Aim of the exercise: Give back the material word for word, every line included.

Study material:
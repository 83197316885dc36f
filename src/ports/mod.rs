//! Ports (trait boundaries) between the core and its observers.
//!
//! The generator and the solver own these traits; progress reporting, traces
//! and statistics are adapters in [`crate::adapters`].

pub mod observer;

pub use observer::Observer;
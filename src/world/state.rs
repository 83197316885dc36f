//! World state representation

use std::{
    fmt,
    hash::{Hash, Hasher},
};

use serde::{Deserialize, Serialize};

use crate::types::{Coord, Delivery, Item};

/// Quota of deliveries the agent has to reach before igniting.
#[derive(Debug, Clone, Copy, PartialEq, Eq, Serialize, Deserialize)]
pub struct DeliveryTargets {
    pub logs: usize,
    pub stones: usize,
    pub fuel: usize,
}

impl Default for DeliveryTargets {
    fn default() -> Self {
        Self {
            logs: 2,
            stones: 3,
            fuel: 1,
        }
    }
}

/// Count of each delivery kind at the delivery zone
#[derive(Debug, Clone, Copy, PartialEq, Eq, Default)]
pub struct DeliveryCounts {
    pub logs: usize,
    pub stones: usize,
    pub fuel: usize,
}

impl DeliveryCounts {
    /// At least the target amount of every kind has been delivered.
    pub fn meets(&self, targets: &DeliveryTargets) -> bool {
        self.logs >= targets.logs && self.stones >= targets.stones && self.fuel >= targets.fuel
    }

    /// No kind has been delivered beyond its target.
    pub fn within(&self, targets: &DeliveryTargets) -> bool {
        self.logs <= targets.logs && self.stones <= targets.stones && self.fuel <= targets.fuel
    }
}

/// One full configuration of the simulated world.
///
/// Equality and hashing cover every field except `actions_performed`. Floats
/// compare by bit pattern so that hashing stays consistent with equality.
#[derive(Debug, Clone, Serialize, Deserialize)]
pub struct State {
    pub satiety: f64,
    pub remaining_time: f64,
    pub game_progress: u32,
    pub cargo: Option<Item>,
    pub position: Coord,
    pub log_cells: Vec<u32>,
    pub stone_cells: Vec<u32>,
    pub delivered: Vec<Delivery>,
    pub ignited: bool,
    pub actions_performed: u32,
}

impl State {
    /// Fresh state at `position` with empty hands and nothing delivered.
    pub fn new(position: Coord, satiety: f64, remaining_time: f64) -> Self {
        Self {
            satiety,
            remaining_time,
            game_progress: 0,
            cargo: None,
            position,
            log_cells: Vec::new(),
            stone_cells: Vec::new(),
            delivered: Vec::new(),
            ignited: false,
            actions_performed: 0,
        }
    }

    pub fn with_log_cells(mut self, quantities: Vec<u32>) -> Self {
        self.log_cells = quantities;
        self
    }

    pub fn with_stone_cells(mut self, quantities: Vec<u32>) -> Self {
        self.stone_cells = quantities;
        self
    }

    pub fn delivered_counts(&self) -> DeliveryCounts {
        let mut counts = DeliveryCounts::default();
        for delivery in &self.delivered {
            match delivery {
                Delivery::Log => counts.logs += 1,
                Delivery::Stone => counts.stones += 1,
                Delivery::Fuel => counts.fuel += 1,
            }
        }
        counts
    }

    /// Enough of every kind has been delivered to ignite.
    pub fn is_right_amount(&self, targets: &DeliveryTargets) -> bool {
        self.delivered_counts().meets(targets)
    }

    /// Delivered counts still within the targets; gates progress rewards.
    pub fn is_progress_positive(&self, targets: &DeliveryTargets) -> bool {
        self.delivered_counts().within(targets)
    }

    pub fn is_carrying(&self) -> bool {
        self.cargo.is_some()
    }

    /// Copy of this state with the action counter advanced.
    pub(crate) fn successor(&self) -> Self {
        let mut next = self.clone();
        next.actions_performed += 1;
        next
    }

    /// Short single-line summary used in traces and graph labels.
    pub fn summary(&self) -> String {
        let cargo = self.cargo.map(Item::as_str).unwrap_or("-");
        let delivered: String = self
            .delivered
            .iter()
            .map(|d| match d {
                Delivery::Log => 'L',
                Delivery::Stone => 'S',
                Delivery::Fuel => 'F',
            })
            .collect();
        format!(
            "sat={:.1} t={} p={} at {} carry={} logs={:?} stones={:?} zone=[{}]{}",
            self.satiety,
            self.remaining_time,
            self.game_progress,
            self.position,
            cargo,
            self.log_cells,
            self.stone_cells,
            delivered,
            if self.ignited { " lit" } else { "" }
        )
    }
}

impl PartialEq for State {
    fn eq(&self, other: &Self) -> bool {
        self.satiety.to_bits() == other.satiety.to_bits()
            && self.remaining_time.to_bits() == other.remaining_time.to_bits()
            && self.game_progress == other.game_progress
            && self.cargo == other.cargo
            && self.position == other.position
            && self.log_cells == other.log_cells
            && self.stone_cells == other.stone_cells
            && self.delivered == other.delivered
            && self.ignited == other.ignited
    }
}

impl Eq for State {}

impl Hash for State {
    fn hash<H: Hasher>(&self, state: &mut H) {
        self.satiety.to_bits().hash(state);
        self.remaining_time.to_bits().hash(state);
        self.game_progress.hash(state);
        self.cargo.hash(state);
        self.position.hash(state);
        self.log_cells.hash(state);
        self.stone_cells.hash(state);
        self.delivered.hash(state);
        self.ignited.hash(state);
    }
}

impl fmt::Display for State {
    fn fmt(&self, f: &mut fmt::Formatter<'_>) -> fmt::Result {
        f.write_str(&self.summary())
    }
}
//! campfire CLI - state-space generation and value iteration
//!
//! This CLI provides:
//! - Exhaustive generation of a board's reachable state space
//! - Value iteration over generated or hand-built decision graphs

use anyhow::Result;
use clap::{Parser, Subcommand};

#[derive(Parser)]
#[command(name = "campfire")]
#[command(version, about = "Probabilistic state-space generator and MDP solver", long_about = None)]
struct Cli {
    #[command(subcommand)]
    command: Commands,
}

#[derive(Subcommand)]
enum Commands {
    /// Generate the transition graph of a board
    Generate(campfire::cli::commands::generate::GenerateArgs),

    /// Solve a decision graph by value iteration
    Solve(Box<campfire::cli::commands::solve::SolveArgs>),
}

fn main() -> Result<()> {
    let cli = Cli::parse();

    match cli.command {
        Commands::Generate(args) => campfire::cli::commands::generate::execute(args),
        Commands::Solve(args) => campfire::cli::commands::solve::execute(*args),
    }
}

Written reply:
repository 83197316885dc36f
filename src/ports/mod.rs
//! Ports (trait boundaries) between the core and its observers.
//!
//! The generator and the solver own these traits; progress reporting, traces
//! and statistics are adapters in [`crate::adapters`].

pub mod observer;

pub use observer::Observer;
filename src/world/state.rs
repository 83197316885dc36f
//! World state representation

use std::{
    fmt,
    hash::{Hash, Hasher},
};

use serde::{Deserialize, Serialize};

use crate::types::{Coord, Delivery, Item};

/// Quota of deliveries the agent has to reach before igniting.
#[derive(Debug, Clone, Copy, PartialEq, Eq, Serialize, Deserialize)]
pub struct DeliveryTargets {
    pub logs: usize,
    pub stones: usize,
    pub fuel: usize,
}

impl Default for DeliveryTargets {
    fn default() -> Self {
        Self {
            logs: 2,
            stones: 3,
            fuel: 1,
        }
    }
}

/// Count of each delivery kind at the delivery zone
#[derive(Debug, Clone, Copy, PartialEq, Eq, Default)]
pub struct DeliveryCounts {
    pub logs: usize,
    pub stones: usize,
    pub fuel: usize,
}

impl DeliveryCounts {
    /// At least the target amount of every kind has been delivered.
    pub fn meets(&self, targets: &DeliveryTargets) -> bool {
        self.logs >= targets.logs && self.stones >= targets.stones && self.fuel >= targets.fuel
    }

    /// No kind has been delivered beyond its target.
    pub fn within(&self, targets: &DeliveryTargets) -> bool {
        self.logs <= targets.logs && self.stones <= targets.stones && self.fuel <= targets.fuel
    }
}

/// One full configuration of the simulated world.
///
/// Equality and hashing cover every field except `actions_performed`. Floats
/// compare by bit pattern so that hashing stays consistent with equality.
#[derive(Debug, Clone, Serialize, Deserialize)]
pub struct State {
    pub satiety: f64,
    pub remaining_time: f64,
    pub game_progress: u32,
    pub cargo: Option<Item>,
    pub position: Coord,
    pub log_cells: Vec<u32>,
    pub stone_cells: Vec<u32>,
    pub delivered: Vec<Delivery>,
    pub ignited: bool,
    pub actions_performed: u32,
}

impl State {
    /// Fresh state at `position` with empty hands and nothing delivered.
    pub fn new(position: Coord, satiety: f64, remaining_time: f64) -> Self {
        Self {
            satiety,
            remaining_time,
            game_progress: 0,
            cargo: None,
            position,
            log_cells: Vec::new(),
            stone_cells: Vec::new(),
            delivered: Vec::new(),
            ignited: false,
            actions_performed: 0,
        }
    }

    pub fn with_log_cells(mut self, quantities: Vec<u32>) -> Self {
        self.log_cells = quantities;
        self
    }

    pub fn with_stone_cells(mut self, quantities: Vec<u32>) -> Self {
        self.stone_cells = quantities;
        self
    }

    pub fn delivered_counts(&self) -> DeliveryCounts {
        let mut counts = DeliveryCounts::default();
        for delivery in &self.delivered {
            match delivery {
                Delivery::Log => counts.logs += 1,
                Delivery::Stone => counts.stones += 1,
                Delivery::Fuel => counts.fuel += 1,
            }
        }
        counts
    }

    /// Enough of every kind has been delivered to ignite.
    pub fn is_right_amount(&self, targets: &DeliveryTargets) -> bool {
        self.delivered_counts().meets(targets)
    }

    /// Delivered counts still within the targets; gates progress rewards.
    pub fn is_progress_positive(&self, targets: &DeliveryTargets) -> bool {
        self.delivered_counts().within(targets)
    }

    pub fn is_carrying(&self) -> bool {
        self.cargo.is_some()
    }

    /// Copy of this state with the action counter advanced.
    pub(crate) fn successor(&self) -> Self {
        let mut next = self.clone();
        next.actions_performed += 1;
        next
    }

    /// Short single-line summary used in traces and graph labels.
    pub fn summary(&self) -> String {
        let cargo = self.cargo.map(Item::as_str).unwrap_or("-");
        let delivered: String = self
            .delivered
            .iter()
            .map(|d| match d {
                Delivery::Log => 'L',
                Delivery::Stone => 'S',
                Delivery::Fuel => 'F',
            })
            .collect();
        format!(
            "sat={:.1} t={} p={} at {} carry={} logs={:?} stones={:?} zone=[{}]{}",
            self.satiety,
            self.remaining_time,
            self.game_progress,
            self.position,
            cargo,
            self.log_cells,
            self.stone_cells,
            delivered,
            if self.ignited { " lit" } else { "" }
        )
    }
}

impl PartialEq for State {
    fn eq(&self, other: &Self) -> bool {
        self.satiety.to_bits() == other.satiety.to_bits()
            && self.remaining_time.to_bits() == other.remaining_time.to_bits()
            && self.game_progress == other.game_progress
            && self.cargo == other.cargo
            && self.position == other.position
            && self.log_cells == other.log_cells
            && self.stone_cells == other.stone_cells
            && self.delivered == other.delivered
            && self.ignited == other.ignited
    }
}

impl Eq for State {}

impl Hash for State {
    fn hash<H: Hasher>(&self, state: &mut H) {
        self.satiety.to_bits().hash(state);
        self.remaining_time.to_bits().hash(state);
        self.game_progress.hash(state);
        self.cargo.hash(state);
        self.position.hash(state);
        self.log_cells.hash(state);
        self.stone_cells.hash(state);
        self.delivered.hash(state);
        self.ignited.hash(state);
    }
}

impl fmt::Display for State {
    fn fmt(&self, f: &mut fmt::Formatter<'_>) -> fmt::Result {
        f.write_str(&self.summary())
    }
}
//! campfire CLI - state-space generation and value iteration
//!
//! This CLI provides:
//! - Exhaustive generation of a board's reachable state space
//! - Value iteration over generated or hand-built decision graphs

use anyhow::Result;
use clap::{Parser, Subcommand};

#[derive(Parser)]
#[command(name = "campfire")]
#[command(version, about = "Probabilistic state-space generator and MDP solver", long_about = None)]
struct Cli {
    #[command(subcommand)]
    command: Commands,
}

#[derive(Subcommand)]
enum Commands {
    /// Generate the transition graph of a board
    Generate(campfire::cli::commands::generate::GenerateArgs),

    /// Solve a decision graph by value iteration
    Solve(Box<campfire::cli::commands::solve::SolveArgs>),
}

fn main() -> Result<()> {
    let cli = Cli::parse();

    match cli.command {
        Commands::Generate(args) => campfire::cli::commands::generate::execute(args),
        Commands::Solve(args) => campfire::cli::commands::solve::execute(*args),
    }
}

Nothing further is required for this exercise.